The Boston Globe recently launched a new app that allows its users to monitor the primary election results as they happen. The app refreshes automatically every 15 seconds and does not require the reader to pull down the page to get the information to update. According to an article by Laura Hazard Owen for the Nieman Lab, the app gained a lot of attention during the Iowa caucus and has had people posting about it since. In the article, the Boston Globe’s digital design director Michael Workman talks about the excitement surrounding the app.
“We had a lot of people who enjoyed staring at it,” said Workman.
The article’s title states that it will keep users “glued” to their phones. However, while it is great that election followers now have the ability to check up on the election results and get a quick update, the ability to update to the point of mindless staring seems obsessive.
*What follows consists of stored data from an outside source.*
//! Token blacklist manager.
//!
//! Three ledgers record token-invalidation rules: one keyed by user, one
//! keyed by role, and a singleton for run-as tokens. A rule rejects every
//! token whose `nbf` is at or before `nbf_invalid_until`, and stays alive
//! until `is_valid_until` so it outlives the tokens it rejects.
//!
//! Timestamps are epoch seconds supplied by the caller; the wall clock is
//! a consumed collaborator, not something this module reads.

use std::collections::{BTreeMap, BTreeSet};

use diesel::prelude::*;

use crate::cache;
use crate::error::SecurityError;
use crate::models::{RoleTokenRule, RunAsTokenRule, UserTokenRule};
use crate::schema::{roles_token_blacklist, runas_token_blacklist, users_token_blacklist};

/// Snapshot of all active invalidation rules, keyed by subject id. Values
/// are `nbf_invalid_until` timestamps.
#[derive(Debug, Default, Clone, PartialEq, Eq)]
pub struct TokenRules {
    pub users: BTreeMap<i32, i64>,
    pub roles: BTreeMap<i32, i64>,
    pub run_as: Option<i64>,
}

/// Checks whether a token is still acceptable for the given subjects.
///
/// For each applicable ledger the token passes if no rule exists for the
/// subject, or its `nbf` is strictly newer than the rule's cut-off. The
/// run-as ledger only applies when `run_as` is set.
pub fn is_token_valid(
    conn: &mut SqliteConnection,
    token_nbf: i64,
    user_id: Option<i32>,
    role_id: Option<i32>,
    run_as: bool,
) -> Result<bool, SecurityError> {
    let user_rule = match user_id {
        Some(user_id) => users_token_blacklist::table
            .filter(users_token_blacklist::user_id.eq(user_id))
            .first::<UserTokenRule>(conn)
            .optional()?,
        None => None,
    };
    let role_rule = match role_id {
        Some(role_id) => roles_token_blacklist::table
            .filter(roles_token_blacklist::role_id.eq(role_id))
            .first::<RoleTokenRule>(conn)
            .optional()?,
        None => None,
    };
    let runas_rule = if run_as {
        runas_token_blacklist::table
            .first::<RunAsTokenRule>(conn)
            .optional()?
    } else {
        None
    };

    Ok(user_rule.is_none_or(|rule| token_nbf > rule.nbf_invalid_until)
        && role_rule.is_none_or(|rule| token_nbf > rule.nbf_invalid_until)
        && runas_rule.is_none_or(|rule| token_nbf > rule.nbf_invalid_until))
}

/// Records invalidation rules for the given subjects.
///
/// Any previous rule for a subject is replaced; the run-as ledger keeps a
/// single row. Expired rules are reaped first. `now` is the current epoch
/// time and `exp_timeout` the configured token lifetime
/// ([`crate::SecurityConfig::auth_token_exp_timeout`]).
pub fn add_token_rules(
    conn: &mut SqliteConnection,
    users: &BTreeSet<i32>,
    roles: &BTreeSet<i32>,
    run_as: bool,
    now: i64,
    exp_timeout: i64,
) -> Result<(), SecurityError> {
    conn.transaction(|conn| {
        delete_expired_rules_inner(conn, now)?;

        for &user_id in users {
            diesel::delete(
                users_token_blacklist::table.filter(users_token_blacklist::user_id.eq(user_id)),
            )
            .execute(conn)?;
            diesel::insert_into(users_token_blacklist::table)
                .values(UserTokenRule {
                    user_id,
                    nbf_invalid_until: now,
                    is_valid_until: now + exp_timeout,
                })
                .execute(conn)
                .map_err(SecurityError::from_integrity)?;
        }
        for &role_id in roles {
            diesel::delete(
                roles_token_blacklist::table.filter(roles_token_blacklist::role_id.eq(role_id)),
            )
            .execute(conn)?;
            diesel::insert_into(roles_token_blacklist::table)
                .values(RoleTokenRule {
                    role_id,
                    nbf_invalid_until: now,
                    is_valid_until: now + exp_timeout,
                })
                .execute(conn)
                .map_err(SecurityError::from_integrity)?;
        }
        if run_as {
            diesel::delete(runas_token_blacklist::table).execute(conn)?;
            diesel::insert_into(runas_token_blacklist::table)
                .values(RunAsTokenRule {
                    nbf_invalid_until: now,
                    is_valid_until: now + exp_timeout,
                })
                .execute(conn)
                .map_err(SecurityError::from_integrity)?;
        }
        Ok::<(), SecurityError>(())
    })?;

    cache::invalidate_resource_cache();
    Ok(())
}

/// Removes the invalidation rule of the given subjects, if present.
pub fn delete_token_rule(
    conn: &mut SqliteConnection,
    user_id: Option<i32>,
    role_id: Option<i32>,
    run_as: bool,
) -> Result<(), SecurityError> {
    let removed = conn.transaction(|conn| {
        let mut removed = 0;
        if let Some(user_id) = user_id {
            removed += diesel::delete(
                users_token_blacklist::table.filter(users_token_blacklist::user_id.eq(user_id)),
            )
            .execute(conn)?;
        }
        if let Some(role_id) = role_id {
            removed += diesel::delete(
                roles_token_blacklist::table.filter(roles_token_blacklist::role_id.eq(role_id)),
            )
            .execute(conn)?;
        }
        if run_as {
            removed += diesel::delete(runas_token_blacklist::table).execute(conn)?;
        }
        Ok::<usize, SecurityError>(removed)
    })?;

    if removed > 0 {
        cache::invalidate_resource_cache();
    }
    Ok(())
}

fn delete_expired_rules_inner(
    conn: &mut SqliteConnection,
    now: i64,
) -> Result<(Vec<i32>, Vec<i32>), SecurityError> {
    let expired_users: Vec<i32> = users_token_blacklist::table
        .filter(users_token_blacklist::is_valid_until.lt(now))
        .select(users_token_blacklist::user_id)
        .order(users_token_blacklist::user_id.asc())
        .load(conn)?;
    if !expired_users.is_empty() {
        diesel::delete(
            users_token_blacklist::table.filter(users_token_blacklist::is_valid_until.lt(now)),
        )
        .execute(conn)?;
    }

    let expired_roles: Vec<i32> = roles_token_blacklist::table
        .filter(roles_token_blacklist::is_valid_until.lt(now))
        .select(roles_token_blacklist::role_id)
        .order(roles_token_blacklist::role_id.asc())
        .load(conn)?;
    if !expired_roles.is_empty() {
        diesel::delete(
            roles_token_blacklist::table.filter(roles_token_blacklist::is_valid_until.lt(now)),
        )
        .execute(conn)?;
    }

    diesel::delete(
        runas_token_blacklist::table.filter(runas_token_blacklist::is_valid_until.lt(now)),
    )
    .execute(conn)?;

    Ok((expired_users, expired_roles))
}

/// Reaps every rule whose `is_valid_until` has passed. Safe to call
/// repeatedly.
///
/// # Returns
/// The `(user_ids, role_ids)` whose rules were removed.
pub fn delete_expired_rules(
    conn: &mut SqliteConnection,
    now: i64,
) -> Result<(Vec<i32>, Vec<i32>), SecurityError> {
    let removed = conn.transaction(|conn| delete_expired_rules_inner(conn, now))?;
    if !removed.0.is_empty() || !removed.1.is_empty() {
        cache::invalidate_resource_cache();
    }
    Ok(removed)
}

/// Truncates all three ledgers.
///
/// # Returns
/// The `(user_ids, role_ids)` whose rules were removed.
pub fn delete_all_rules(
    conn: &mut SqliteConnection,
) -> Result<(Vec<i32>, Vec<i32>), SecurityError> {
    let removed = conn.transaction(|conn| {
        let users: Vec<i32> = users_token_blacklist::table
            .select(users_token_blacklist::user_id)
            .order(users_token_blacklist::user_id.asc())
            .load(conn)?;
        let roles: Vec<i32> = roles_token_blacklist::table
            .select(roles_token_blacklist::role_id)
            .order(roles_token_blacklist::role_id.asc())
            .load(conn)?;
        diesel::delete(users_token_blacklist::table).execute(conn)?;
        diesel::delete(roles_token_blacklist::table).execute(conn)?;
        diesel::delete(runas_token_blacklist::table).execute(conn)?;
        Ok::<(Vec<i32>, Vec<i32>), SecurityError>((users, roles))
    })?;

    if !removed.0.is_empty() || !removed.1.is_empty() {
        cache::invalidate_resource_cache();
    }
    Ok(removed)
}

/// Returns a snapshot of every active rule across the three ledgers.
pub fn get_all_rules(conn: &mut SqliteConnection) -> Result<TokenRules, SecurityError> {
    let mut snapshot = TokenRules::default();
    for rule in users_token_blacklist::table.load::<UserTokenRule>(conn)? {
        snapshot.users.insert(rule.user_id, rule.nbf_invalid_until);
    }
    for rule in roles_token_blacklist::table.load::<RoleTokenRule>(conn)? {
        snapshot.roles.insert(rule.role_id, rule.nbf_invalid_until);
    }
    snapshot.run_as = runas_token_blacklist::table
        .first::<RunAsTokenRule>(conn)
        .optional()?
        .map(|rule| rule.nbf_invalid_until);
    Ok(snapshot)
}

#[cfg(test)]
mod tests {
    use super::*;
    use crate::orm::testing::setup_test_db;

    const TIMEOUT: i64 = 900;

    fn ids(values: &[i32]) -> BTreeSet<i32> {
        values.iter().copied().collect()
    }

    #[test]
    fn test_token_invalidation_for_user() {
        let mut conn = setup_test_db();

        add_token_rules(&mut conn, &ids(&[100]), &BTreeSet::new(), false, 1000, TIMEOUT).unwrap();

        // Issued before the rule: rejected
        assert!(!is_token_valid(&mut conn, 999, Some(100), None, false).unwrap());
        assert!(!is_token_valid(&mut conn, 1000, Some(100), None, false).unwrap());
        // Issued after the rule: accepted
        assert!(is_token_valid(&mut conn, 1001, Some(100), None, false).unwrap());
        // Other subjects are unaffected
        assert!(is_token_valid(&mut conn, 999, Some(200), None, false).unwrap());
        assert!(is_token_valid(&mut conn, 999, None, Some(100), false).unwrap());
    }

    #[test]
    fn test_token_invalidation_for_role_and_run_as() {
        let mut conn = setup_test_db();

        add_token_rules(&mut conn, &BTreeSet::new(), &ids(&[5]), true, 2000, TIMEOUT).unwrap();

        assert!(!is_token_valid(&mut conn, 1999, None, Some(5), false).unwrap());
        assert!(is_token_valid(&mut conn, 2001, None, Some(5), false).unwrap());

        // The run-as ledger only applies to run-as tokens
        assert!(is_token_valid(&mut conn, 1999, Some(7), None, false).unwrap());
        assert!(!is_token_valid(&mut conn, 1999, Some(7), None, true).unwrap());
    }

    #[test]
    fn test_rule_replacement_moves_cutoff_forward() {
        let mut conn = setup_test_db();

        add_token_rules(&mut conn, &ids(&[100]), &BTreeSet::new(), false, 1000, TIMEOUT).unwrap();
        add_token_rules(&mut conn, &ids(&[100]), &BTreeSet::new(), false, 1500, TIMEOUT).unwrap();

        let snapshot = get_all_rules(&mut conn).unwrap();
        assert_eq!(snapshot.users.get(&100), Some(&1500));
        assert!(!is_token_valid(&mut conn, 1200, Some(100), None, false).unwrap());
    }

    #[test]
    fn test_run_as_ledger_is_singleton() {
        let mut conn = setup_test_db();

        add_token_rules(&mut conn, &BTreeSet::new(), &BTreeSet::new(), true, 1000, TIMEOUT)
            .unwrap();
        add_token_rules(&mut conn, &BTreeSet::new(), &BTreeSet::new(), true, 2000, TIMEOUT)
            .unwrap();

        let rows: i64 = runas_token_blacklist::table.count().get_result(&mut conn).unwrap();
        assert_eq!(rows, 1);
        assert_eq!(get_all_rules(&mut conn).unwrap().run_as, Some(2000));
    }

    #[test]
    fn test_delete_expired_rules() {
        let mut conn = setup_test_db();

        add_token_rules(&mut conn, &ids(&[100]), &ids(&[5]), true, 1000, TIMEOUT).unwrap();

        // Nothing expires before the deadline
        let removed = delete_expired_rules(&mut conn, 1000 + TIMEOUT).unwrap();
        assert_eq!(removed, (vec![], vec![]));

        let removed = delete_expired_rules(&mut conn, 1001 + TIMEOUT).unwrap();
        assert_eq!(removed, (vec![100], vec![5]));
        assert_eq!(get_all_rules(&mut conn).unwrap(), TokenRules::default());

        // Idempotent
        let removed = delete_expired_rules(&mut conn, 1001 + TIMEOUT).unwrap();
        assert_eq!(removed, (vec![], vec![]));
    }

    #[test]
    fn test_delete_all_rules_reports_both_ledgers() {
        let mut conn = setup_test_db();

        add_token_rules(&mut conn, &ids(&[100, 101]), &ids(&[5]), true, 1000, TIMEOUT).unwrap();

        let (users, roles) = delete_all_rules(&mut conn).unwrap();
        assert_eq!(users, vec![100, 101]);
        assert_eq!(roles, vec![5]);
        assert_eq!(get_all_rules(&mut conn).unwrap(), TokenRules::default());
    }

    #[test]
    fn test_rules_outlive_tokens() {
        let mut conn = setup_test_db();

        add_token_rules(&mut conn, &ids(&[100]), &BTreeSet::new(), false, 1000, TIMEOUT).unwrap();
        let snapshot = get_all_rules(&mut conn).unwrap();
        let nbf_cutoff = snapshot.users[&100];

        let rule: UserTokenRule = users_token_blacklist::table
            .filter(users_token_blacklist::user_id.eq(100))
            .first(&mut conn)
            .unwrap();
        assert!(rule.is_valid_until >= nbf_cutoff + TIMEOUT);
    }
}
It is easy to feel anxious about the outcome of the election, and it is natural to want updates. However, I have a feeling that staring at the app for the whole evening – maybe leaving the app for an occasional tweet – is not what it was intended for. The reason that the app updates every 15 seconds is so that users get the most up-to-date information possible, and can carry on until they check back later. However, tweets about being “addicted” to the app carried on throughout Iowa’s primary election.
It makes sense that people might watch the app all night. The minute-to-minute nature of news is now very engrained in our culture because mobile media makes it possible to gain that sort of access.
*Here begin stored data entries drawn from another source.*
use diesel::{Insertable, Queryable};
use serde::{Deserialize, Serialize};

use crate::schema::{roles_token_blacklist, runas_token_blacklist, users_token_blacklist};

/// Invalidation rule for a user's tokens: tokens whose `nbf` is at or
/// before `nbf_invalid_until` are rejected until `is_valid_until` passes.
#[derive(Deserialize, Queryable, Insertable, Debug, Clone, Serialize)]
#[diesel(table_name = users_token_blacklist)]
pub struct UserTokenRule {
    pub user_id: i32,
    pub nbf_invalid_until: i64,
    pub is_valid_until: i64,
}

/// Invalidation rule for a role's tokens.
#[derive(Deserialize, Queryable, Insertable, Debug, Clone, Serialize)]
#[diesel(table_name = roles_token_blacklist)]
pub struct RoleTokenRule {
    pub role_id: i32,
    pub nbf_invalid_until: i64,
    pub is_valid_until: i64,
}

/// Invalidation rule for run-as tokens. At most one row exists.
#[derive(Deserialize, Queryable, Insertable, Debug, Clone, Serialize)]
#[diesel(table_name = runas_token_blacklist)]
pub struct RunAsTokenRule {
    pub nbf_invalid_until: i64,
    pub is_valid_until: i64,
}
According to a study published in Psychology Today by Dr. Larry Rosen, psychology professor at California State University, people under 40 tend to have an obsessive-compulsive type attachment to their phones. In the study, Dr. Rosen explains that addiction is fueled by a desire for pleasure, while obsession is fueled by a desire to relieve anxiety.
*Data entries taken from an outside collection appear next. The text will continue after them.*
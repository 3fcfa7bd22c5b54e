use chrono::NaiveDateTime;
use diesel::{Identifiable, Insertable, Queryable, QueryableByName};
use serde::{Deserialize, Serialize};

use crate::schema::policies;

/// An access policy. `body` is the canonical JSON text of an object with
/// exactly the keys `actions`, `resources` and `effect`; the text itself is
/// unique across the table.
#[derive(Deserialize, Queryable, Identifiable, QueryableByName, Debug, Clone, Serialize)]
#[diesel(table_name = policies)]
pub struct Policy {
    pub id: i32,
    pub name: String, // Will be unique
    pub body: String, // Will be unique
    pub resource_type: String,
    pub created_at: NaiveDateTime,
}

impl Policy {
    /// Parses the stored body back into a JSON value.
    pub fn body_value(&self) -> Result<serde_json::Value, serde_json::Error> {
        serde_json::from_str(&self.body)
    }
}

#[derive(Insertable, Deserialize)]
#[diesel(table_name = policies)]
pub struct NewPolicy {
    pub id: Option<i32>,
    pub name: String,
    pub body: String,
    pub resource_type: String,
    pub created_at: NaiveDateTime,
}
For people under 40, the ratio of anxiety relief to pleasure for motivation to look at their phone is 3:1. What are young people anxious about? According to the study, it is a fear of missing something. Young people are anxious that they will miss the updates and the notifications. It could be that the same principle follows in the checking of the Globe’s new election app.
What everyone must remember is that, beyond our own ability to vote, we have no control over the election results. It is easy to get caught up in the fervor when we are constantly getting updates over every little move a candidate makes.
Ultimately, however, it is irrelevant. All of the he-said-she-said hoopla during a campaign matters very little during a presidency. Watching every percent that a candidate rises will not change the results or make them come faster. Not every post and tweet from your friends matter.
Having technology that makes communication and the sharing and dissemination of information so easy is a wonderful thing. However, it is just as important to keep the use of that technology in perspective. The ability to watch the numbers come in for an election and to know that you are receiving those numbers in as close to real time as possible is amazing.
By the end of the night though, whether you checked the app eight times or 80 will not have an impact on the results. The presentation of the app in the Nieman Lab article as something that people will, as Owen put it, “mindlessly watch” is a reflection of a common trend in media and media sharing. There is a large part of our population that is so concerned with taking in information, but forgets how to put it into perspective. We are supposed to occasionally check our phones and mobile media. We are not supposed to live on it.